What tends to happen in our code is that whenever I read something from database it gets stored into the ASP.NET Cache for a period of time or until another cache is flushed. Sometimes for 24 hours, sometimes just a minute, but usually everything is cached somehow.
So, I ran my first unit test, published here for posterity:
[TestFixtureSetUp]
public void FixtureInit()
{
dt = CategoryInfo.GetCategoryList();
}
[Test]
public void TestIDFolder()
{
foreach (DataRow dr in dt.Rows)
{
CategoryInfo.ID nID = (CategoryInfo.ID)dr["CategoryID"];
if (!CategoryInfo.IsValid(nID))
continue;
string sCat = CategoryInfo.IDtoFolder(nID);
Assert.IsTrue(sCat.Length > 0);
Assert.AreEqual(nID, CategoryInfo.FolderToID(sCat));
}
}
and like all good tests, it failed. It turns out that my caching was having issues, because in this particular code I was using HttpContext.Current.Cache, and that will be NULL when run from NUnit because there is no current web request.

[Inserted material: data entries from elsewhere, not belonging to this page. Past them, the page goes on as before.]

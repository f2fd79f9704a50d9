// SPDX-License-Identifier: PMPL-1.0-or-later
// Copyright (c) 2026 Jonathan D.A. Jewell (hyperpolymath) <jonathan.jewell@open.ac.uk>
//
// Application configuration.

use serde::{Deserialize, Serialize};

use crate::i18n::Lang;

/// Persistent application settings.
#[derive(Debug, Clone, Serialize, Deserialize)]
pub struct AppConfig {
    /// Base URL of the Frappe site hosting the CloudPRNT server.
    pub server_url: String,
    /// Frappe API key for token authentication (optional — session auth
    /// or an open dev site need none).
    pub api_key: Option<String>,
    /// Frappe API secret paired with `api_key`.
    pub api_secret: Option<String>,
    /// Language for operator-facing notices.
    pub language: Lang,
}

impl Default for AppConfig {
    fn default() -> Self {
        Self {
            server_url: "http://localhost:8000".to_owned(),
            api_key: None,
            api_secret: None,
            language: Lang::default(),
        }
    }
}

#[cfg(test)]
mod tests {
    use super::*;

    #[test]
    fn config_round_trips_through_json() {
        let config = AppConfig {
            server_url: "https://pos.example.fr".into(),
            api_key: Some("key".into()),
            api_secret: Some("secret".into()),
            language: Lang::En,
        };
        let json = serde_json::to_string_pretty(&config).unwrap();
        let back: AppConfig = serde_json::from_str(&json).unwrap();
        assert_eq!(back.server_url, config.server_url);
        assert_eq!(back.language, Lang::En);
    }
}
// SPDX-License-Identifier: PMPL-1.0-or-later
// Copyright (c) 2026 Jonathan D.A. Jewell (hyperpolymath) <jonathan.jewell@open.ac.uk>
//
// HTTP client for the CloudPRNT server's whitelisted methods.
//
// The flows depend on the `CloudprntRpc` trait, never on this concrete
// client, so tests can substitute a scripted stub. `HttpRpcClient` is the
// production implementation speaking Frappe's `/api/method/` convention
// with optional token authentication.

use async_trait::async_trait;
use serde::de::DeserializeOwned;
use serde_json::Value;
use tracing::debug;

use bondruck_core::error::{BondruckError, Result};
use bondruck_core::types::{
    AdoptionRequest, DiscoveredPrinter, InvoicePrintRequest, SettingsSnapshot, TestPrintRequest,
};
use bondruck_core::AppConfig;

use crate::protocol::{endpoints, CallStatus, DiscoveryPayload, Envelope, RpcOutcome};

/// The remote operations the flows are clients of.
///
/// One method per server endpoint; every method is a single round trip with
/// two terminal outcomes and no retries at this layer.
#[async_trait]
pub trait CloudprntRpc: Send + Sync {
    /// List printers that have polled the server but are not yet registered.
    async fn list_discovered_printers(&self) -> Result<RpcOutcome<Vec<DiscoveredPrinter>>>;

    /// Register a discovered printer under an operator-supplied label.
    async fn adopt_printer(&self, request: &AdoptionRequest) -> Result<RpcOutcome<()>>;

    /// Ask the server to send a test print job.
    async fn send_test_print(&self, request: &TestPrintRequest) -> Result<RpcOutcome<()>>;

    /// Ask the server to print a receipt for a finalized invoice.
    async fn print_invoice(&self, request: &InvoicePrintRequest) -> Result<RpcOutcome<()>>;

    /// Fetch the current settings record snapshot.
    async fn fetch_settings(&self) -> Result<SettingsSnapshot>;

    /// Trigger the server-side printer-list refresh. The response is opaque
    /// and only ever logged.
    async fn refresh_printer_list(&self) -> Result<Value>;
}

/// Production client speaking HTTP to a Frappe site.
pub struct HttpRpcClient {
    base_url: String,
    auth: Option<(String, String)>,
    http: reqwest::Client,
}

impl HttpRpcClient {
    pub fn new(config: &AppConfig) -> Self {
        let auth = match (&config.api_key, &config.api_secret) {
            (Some(key), Some(secret)) => Some((key.clone(), secret.clone())),
            _ => None,
        };
        Self {
            base_url: config.server_url.trim_end_matches('/').to_owned(),
            auth,
            http: reqwest::Client::new(),
        }
    }

    /// URL of a whitelisted method.
    fn method_url(&self, endpoint: &str) -> String {
        format!("{}/api/method/{}", self.base_url, endpoint)
    }

    /// POST a method call and unwrap the Frappe `message` envelope.
    async fn call<T: DeserializeOwned>(&self, endpoint: &str, args: Option<Value>) -> Result<T> {
        debug!(endpoint, "issuing remote call");

        let mut request = self
            .http
            .post(self.method_url(endpoint))
            .header(reqwest::header::ACCEPT, "application/json");
        if let Some((key, secret)) = &self.auth {
            request = request.header(
                reqwest::header::AUTHORIZATION,
                format!("token {key}:{secret}"),
            );
        }
        if let Some(args) = args {
            request = request.json(&args);
        }

        let response = request.send().await.map_err(|e| BondruckError::Transport {
            endpoint: endpoint.to_owned(),
            detail: e.to_string(),
        })?;

        let status = response.status();
        if !status.is_success() {
            return Err(BondruckError::Transport {
                endpoint: endpoint.to_owned(),
                detail: format!("HTTP {status}"),
            });
        }

        let envelope: Envelope<T> =
            response
                .json()
                .await
                .map_err(|e| BondruckError::MalformedResponse {
                    endpoint: endpoint.to_owned(),
                    detail: e.to_string(),
                })?;

        envelope
            .message
            .ok_or_else(|| BondruckError::MalformedResponse {
                endpoint: endpoint.to_owned(),
                detail: "missing message envelope".to_owned(),
            })
    }
}

#[async_trait]
impl CloudprntRpc for HttpRpcClient {
    async fn list_discovered_printers(&self) -> Result<RpcOutcome<Vec<DiscoveredPrinter>>> {
        let payload: DiscoveryPayload = self.call(endpoints::LIST_DISCOVERED, None).await?;
        Ok(payload.into())
    }

    async fn adopt_printer(&self, request: &AdoptionRequest) -> Result<RpcOutcome<()>> {
        let status: CallStatus = self
            .call(endpoints::ADOPT_PRINTER, Some(serde_json::to_value(request)?))
            .await?;
        Ok(status.into())
    }

    async fn send_test_print(&self, request: &TestPrintRequest) -> Result<RpcOutcome<()>> {
        let status: CallStatus = self
            .call(endpoints::TEST_PRINT, Some(serde_json::to_value(request)?))
            .await?;
        Ok(status.into())
    }

    async fn print_invoice(&self, request: &InvoicePrintRequest) -> Result<RpcOutcome<()>> {
        let status: CallStatus = self
            .call(endpoints::PRINT_INVOICE, Some(serde_json::to_value(request)?))
            .await?;
        Ok(status.into())
    }

    async fn fetch_settings(&self) -> Result<SettingsSnapshot> {
        self.call(endpoints::GET_SETTINGS, None).await
    }

    async fn refresh_printer_list(&self) -> Result<Value> {
        self.call(endpoints::UPDATE_PRINTERS, None).await
    }
}

#[cfg(test)]
mod tests {
    use super::*;

    fn client_for(url: &str) -> HttpRpcClient {
        HttpRpcClient::new(&AppConfig {
            server_url: url.to_owned(),
            ..AppConfig::default()
        })
    }

    #[test]
    fn method_url_joins_base_and_dotted_path() {
        let client = client_for("https://pos.example.fr");
        assert_eq!(
            client.method_url(endpoints::LIST_DISCOVERED),
            "https://pos.example.fr/api/method/cloudprnt.printer_discovery.get_discovered_printers"
        );
    }

    #[test]
    fn trailing_slash_is_trimmed() {
        let client = client_for("http://localhost:8000/");
        assert_eq!(
            client.method_url(endpoints::GET_SETTINGS),
            "http://localhost:8000/api/method/cloudprnt.cloudprnt.doctype.cloudprnt_settings.cloudprnt_settings.get_settings"
        );
    }

    #[test]
    fn adoption_args_serialize_to_expected_fields() {
        let request = AdoptionRequest {
            mac_address: "00:11:62:12:34:56".parse().unwrap(),
            label: "Caisse 1".into(),
        };
        let value = serde_json::to_value(&request).unwrap();
        assert_eq!(value["mac_address"], "00:11:62:12:34:56");
        assert_eq!(value["label"], "Caisse 1");
    }

    #[test]
    fn auth_pair_requires_both_halves() {
        let config = AppConfig {
            api_key: Some("key".into()),
            api_secret: None,
            ..AppConfig::default()
        };
        assert!(HttpRpcClient::new(&config).auth.is_none());
    }
}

I've needed to put in tests like this before, when my classes are run from a console app:
if (HttpContext.Current != null)
But that wouldn't work this time because I needed to pass data through this cache storage - one method put it in and another got the value from the cache.
So I created my own cache class wrapper, using HttpContext.Current.Cache or System.AppDomain.CurrentDomain.GetData/SetData (no idea if this would work, but it looked promising).
Everything worked ok - my caches code all worked and unit tests passed!
But being a good boy I thought that I'd step through the unit test one time, just to make sure. So I attached to NUnit-gui.exe and re-ran the tests. I was surprised to notice that System.AppDomain wasn't being used at all.
In fact, when I'd written my wrapper I had taken code from elsewhere, and that had used the equivalent (I thought) HttpRuntime.Cache instead of HttpContext.Current.Cache.
But it turns out that HttpRuntime.Cache is always available, even in console apps! Who knew?
So, I quickly threw away my new wrapper class and replaced every HttpContext.Current.Cache in my code (a LOT of them) with HttpRuntime.Cache, and removed a lot of tests for null, and now all my code is ready for NUnit.
Caveat Emptor: It may not act truly the same in console apps; but it does store/retreive values which is good enough for now. I'm not assuming that cache dependancies or expiration work the same (or at all) but since you should never depend on that, who cares?